On the day before the transfer, intraperitoneally inject 4 mg of cyclophosphamide. On the day of transfer, aspirate 200 L of P14 cell suspension using a 100-U insulin syringe. Remove bubbles from the syringe.
Next, place the mouse in a cage and irradiate it with an infrared lamp for 5 to 10 minutes to expand the tail vein. Then use a mouse fixator to hold the mouse in place. Straighten the tail and wipe it with 75%ethanol.
Insert the needle parallel to the tail vein and gently pull back the plunger. If there is no blood flowing into the syringe, slowly push the cell suspension into the vein. After the injection is completed, quickly pull out the needle.
Press the injection site gently with a cotton ball and return the mouse to a new clean cage. Closely observe the mouse for several minutes for any adverse effects. To begin, palpate the primary tumor and determine if the tumor is approximately 5 mm in diameter.
To perform tumor resection, place the mouse in a biosafety cabinet and position it on an anatomical board covered with clean absorbent paper. Orient the mouse in a supine position, so that its longitudinal axis is parallel to the experimenter. Disinfect the abdomen of the mouse using a cotton ball soaked in povidone iodine.
Next, using a sterile scalpel, make an incision in the skin near the tumor-bearing site. Insert the closed tip of sterile forceps into the incision to clearly expose the tumor. Remove the tumor, ensuring the capsule remains as intact as possible.
Carefully and gently remove the connective tissue adjacent to the tumor using sterile scissors. Begin by aspirating 20 L of B16F10-GP melanoma cell suspension using a 100-U insulin syringe. Remove bubbles from the syringe.
Next, in a mouse that underwent tumor resection surgery, inject the cell suspension into one inguinal lymph node. Insert the needle from the distal end of the lymph node and slowly move it to the center of the lymph node. Observe significant swelling of the lymph node, showing that the fluid is accurately injected.
Inject an equal volume of PBS into the inguinal lymph node on the other side. Suture the incision using a 3-0 suture. Disinfect the skin surrounding the wound with povidone iodine.

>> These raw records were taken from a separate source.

pub mod activities;
pub mod adapters;
pub mod restate;
pub mod source;
pub mod url_alias;

pub use adapters::{build_ingestor, build_web_searcher};
pub use restate::{QualifyWorkflowImpl, ScrapeWorkflowImpl, SchedulerServiceImpl, SourceObjectImpl};
pub use source::{SocialSource, Source, WebsiteSource};
pub use url_alias::{normalize_url, UrlAlias};
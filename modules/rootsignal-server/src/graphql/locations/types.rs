use async_graphql::*;
use chrono::{DateTime, Utc};
use uuid::Uuid;

#[derive(SimpleObject, Clone)]
pub struct GqlLocation {
    pub id: Uuid,
    pub name: Option<String>,
    pub address_line_1: Option<String>,
    pub city: Option<String>,
    pub state: Option<String>,
    pub postal_code: Option<String>,
    pub latitude: Option<f64>,
    pub longitude: Option<f64>,
    pub location_type: Option<String>,
    pub created_at: DateTime<Utc>,
}

impl From<rootsignal_domains::entities::Location> for GqlLocation {
    fn from(l: rootsignal_domains::entities::Location) -> Self {
        Self {
            id: l.id,
            name: l.name,
            address_line_1: l.address_line_1,
            city: l.city,
            state: l.state,
            postal_code: l.postal_code,
            latitude: l.latitude,
            longitude: l.longitude,
            location_type: l.location_type,
            created_at: l.created_at,
        }
    }
}
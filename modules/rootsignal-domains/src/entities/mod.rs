pub mod activities;
pub mod models;

pub use models::entity::{BusinessEntity, Entity, GovernmentEntity, Organization};
pub use models::entity_relationship::EntityRelationship;
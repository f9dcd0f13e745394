//! Supervisor activities — extracted from workflows/supervisor.rs.

use tracing::{info, warn};

use rootsignal_common::events::SystemEvent;
use rootsignal_graph::{GraphReader, GraphStore};

use crate::core::engine::ScoutEngineDeps;

/// Run supervisor: issue detection, merge duplicates, cause heat, beacon detection.
/// Returns events (e.g. DuplicateTensionMerged) for the caller to dispatch.
pub async fn supervise(deps: &ScoutEngineDeps, events: &mut seesaw_core::Events) {
    let (graph_client, region, pg_pool, api_key) = match (
        deps.graph_client.as_ref(),
        deps.region.as_ref(),
        deps.pg_pool.as_ref(),
        deps.anthropic_api_key.as_deref(),
    ) {
        (Some(g), Some(r), Some(p), Some(k)) => (g, r, p, k),
        _ => return,
    };

    let graph = GraphReader::new(graph_client.clone());
    let (min_lat, max_lat, min_lng, max_lng) = region.bounding_box();

    // 1. Run supervisor checks
    let notifier: Box<dyn rootsignal_scout_supervisor::notify::backend::NotifyBackend> =
        Box::new(rootsignal_scout_supervisor::notify::noop::NoopBackend);

    let supervisor = rootsignal_scout_supervisor::supervisor::Supervisor::new(
        graph_client.clone(),
        pg_pool.clone(),
        region.clone(),
        api_key.to_string(),
        notifier,
    );

    match supervisor.run().await {
        Ok(stats) => info!(%stats, "Supervisor run complete"),
        Err(e) => warn!(error = %e, "Supervisor run failed"),
    }

    // 2. Merge duplicate tensions (before heat computation)
    match graph
        .find_duplicate_tension_pairs(0.85, min_lat, max_lat, min_lng, max_lng)
        .await
    {
        Ok(pairs) => {
            if !pairs.is_empty() {
                let merged = pairs.len();
                for (survivor_id, duplicate_id) in pairs {
                    events.push(SystemEvent::DuplicateTensionMerged {
                        survivor_id,
                        duplicate_id,
                    });
                }
                info!(merged, "Duplicate tensions merged");
            }
        }
        Err(e) => warn!(error = %e, "Failed to find duplicate tension pairs"),
    }

    // 3. Compute cause heat
    match rootsignal_graph::cause_heat::compute_cause_heat(
        graph_client,
        0.7,
        min_lat,
        max_lat,
        min_lng,
        max_lng,
    )
    .await
    {
        Ok(_) => info!("Cause heat computed"),
        Err(e) => warn!(error = %e, "Failed to compute cause heat"),
    }

    // 4. Detect beacons (geographic signal clusters → new ScoutTasks)
    let graph_rw = GraphStore::new(graph_client.clone());
    match rootsignal_graph::beacon::detect_beacons(graph_client, &graph_rw).await {
        Ok(tasks) if !tasks.is_empty() => info!(count = tasks.len(), "Beacon tasks created"),
        Ok(_) => {}
        Err(e) => warn!(error = %e, "Beacon detection failed"),
    }
}
pub mod contact;
pub mod media;
pub mod note;
pub mod schedule;
pub mod service;

pub use contact::Contact;
pub use media::{Media, MediaAttachment};
pub use note::{Notable, Note};
pub use schedule::Schedule;
pub use service::Service;
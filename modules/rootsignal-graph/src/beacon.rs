use std::collections::HashMap;

use neo4rs::query;
use tracing::info;
use uuid::Uuid;

use rootsignal_common::{ScoutTask, ScoutTaskSource, ScoutTaskStatus};

use crate::{GraphClient, GraphWriter};

/// Detect geographic clusters of recent signals and create ScoutTasks for hot areas.
///
/// Algorithm:
/// 1. Query all signals from last 7 days with lat/lng
/// 2. Bucket into geohash-5 cells (~5km precision)
/// 3. For each cell with â‰¥ 3 signals, check if a pending/running task already covers it
/// 4. If not, create a ScoutTask with source: Beacon
pub async fn detect_beacons(
    client: &GraphClient,
    writer: &GraphWriter,
) -> Result<Vec<ScoutTask>, neo4rs::Error> {
    // Query recent signals with coordinates
    let q = query(
        "MATCH (s)
         WHERE (s:Gathering OR s:Aid OR s:Need OR s:Notice OR s:Tension)
           AND s.lat IS NOT NULL AND s.lng IS NOT NULL
           AND s.extracted_at > datetime() - duration('P7D')
         RETURN s.lat AS lat, s.lng AS lng, s.title AS title",
    );

    let mut signals: Vec<(f64, f64, String)> = Vec::new();
    let mut stream = client.graph.execute(q).await?;
    while let Some(row) = stream.next().await? {
        let lat: f64 = row.get("lat").unwrap_or(0.0);
        let lng: f64 = row.get("lng").unwrap_or(0.0);
        let title: String = row.get("title").unwrap_or_default();
        if lat.abs() > 0.01 || lng.abs() > 0.01 {
            signals.push((lat, lng, title));
        }
    }

    if signals.is_empty() {
        return Ok(Vec::new());
    }

    // Bucket into geohash-5 cells
    // Note: geohash::encode takes (lng, lat) order via Coord { x: lng, y: lat }
    let mut cells: HashMap<String, Vec<&(f64, f64, String)>> = HashMap::new();
    for sig in &signals {
        // geohash::encode takes Coord { x: lng, y: lat }
        if let Ok(hash) = geohash::encode(
            geohash::Coord { x: sig.1, y: sig.0 },
            5,
        ) {
            cells.entry(hash).or_default().push(sig);
        }
    }

    // Get existing pending/running tasks to avoid duplicates
    let existing_tasks = writer.list_scout_tasks(Some("pending"), 100).await?;
    let mut running_tasks = writer.list_scout_tasks(Some("running"), 100).await?;
    running_tasks.extend(existing_tasks);

    let existing_hashes: std::collections::HashSet<String> = running_tasks
        .iter()
        .filter_map(|t| {
            geohash::encode(
                geohash::Coord { x: t.center_lng, y: t.center_lat },
                5,
            )
            .ok()
        })
        .collect();

    let mut new_tasks = Vec::new();

    for (hash, cell_signals) in &cells {
        if cell_signals.len() < 3 {
            continue;
        }

        // Skip if we already have a task in this cell
        if existing_hashes.contains(hash) {
            continue;
        }

        // Compute centroid
        let n = cell_signals.len() as f64;
        let avg_lat: f64 = cell_signals.iter().map(|s| s.0).sum::<f64>() / n;
        let avg_lng: f64 = cell_signals.iter().map(|s| s.1).sum::<f64>() / n;

        // Priority based on signal density
        let priority = (cell_signals.len() as f64 / 10.0).min(1.0);

        let context = format!(
            "Beacon: {} signals near ({:.3}, {:.3})",
            cell_signals.len(),
            avg_lat,
            avg_lng
        );

        let task = ScoutTask {
            id: Uuid::new_v4(),
            center_lat: avg_lat,
            center_lng: avg_lng,
            radius_km: 10.0, // ~5km geohash cell, use 10km radius for coverage
            context,
            geo_terms: Vec::new(),
            priority,
            source: ScoutTaskSource::Beacon,
            status: ScoutTaskStatus::Pending,
            created_at: chrono::Utc::now(),
            completed_at: None,
        };

        writer.upsert_scout_task(&task).await?;
        new_tasks.push(task);
    }

    info!(
        total_signals = signals.len(),
        cells = cells.len(),
        new_tasks = new_tasks.len(),
        "Beacon detection complete"
    );
    Ok(new_tasks)
}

Then, place the mouse in a clean cage and maintain warmth using infrared light. Keep the mouse in the lateral decubitus position and monitor continuously until consciousness is recovered. After implantation with B16F10-GP cells, lymph node metastasis was observed by hematoxylin and eosin staining.
In the early stage, the metastatic lymph node showed partial occupation by tumor cells with some areas still containing unaffected lymphocytes. By the late stage, the metastatic lymph node was filled with tumor cells accompanied by tumor angiogenesis. Further, the frequency of antigen-specific CD8+T cells in peripheral blood was 2.81%at the early stage, which dropped to 1.48%at the late stage.
Interestingly, while the percentage of CD8+T cells remained stable in the non-metastatic lymph nodes, it was transiently boosted in the metastatic lymph node at the early stage, but sharply decreased at the late stage.